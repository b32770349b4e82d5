//! Lists recent payments, two at a time.
//!
//! ```sh
//! CENTPAY_KEY_ID=key_live_abc123 CENTPAY_KEY_SECRET=... \
//!     cargo run --example list_payments
//! ```

use centpay::{CentpayClient, ListWindow};
use tracing_subscriber::EnvFilter;

#[tokio::main]
async fn main() -> Result<(), Box<dyn std::error::Error>> {
    tracing_subscriber::fmt().with_env_filter(EnvFilter::from_default_env()).init();

    let client = CentpayClient::from_env()?;

    let payments = client
        .payments()
        .list(ListWindow { count: Some(2), ..Default::default() })
        .await?;

    // Application-level failures arrive as a JSON error envelope, not Err.
    if let Some(error) = payments.get("error") {
        eprintln!("gateway rejected the request: {error}");
        std::process::exit(1);
    }

    println!("{}", serde_json::to_string_pretty(&payments)?);
    Ok(())
}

****

### Assignment:
Reproduce all data above, unchanged.

### Your solution:
repository b32770349b4e82d5
//! Lists recent payments, two at a time.
//!
//! ```sh
//! CENTPAY_KEY_ID=key_live_abc123 CENTPAY_KEY_SECRET=... \
//!     cargo run --example list_payments
//! ```

use centpay::{CentpayClient, ListWindow};
use tracing_subscriber::EnvFilter;

#[tokio::main]
async fn main() -> Result<(), Box<dyn std::error::Error>> {
    tracing_subscriber::fmt().with_env_filter(EnvFilter::from_default_env()).init();

    let client = CentpayClient::from_env()?;

    let payments = client
        .payments()
        .list(ListWindow { count: Some(2), ..Default::default() })
        .await?;

    // Application-level failures arrive as a JSON error envelope, not Err.
    if let Some(error) = payments.get("error") {
        eprintln!("gateway rejected the request: {error}");
        std::process::exit(1);
    }

    println!("{}", serde_json::to_string_pretty(&payments)?);
    Ok(())
}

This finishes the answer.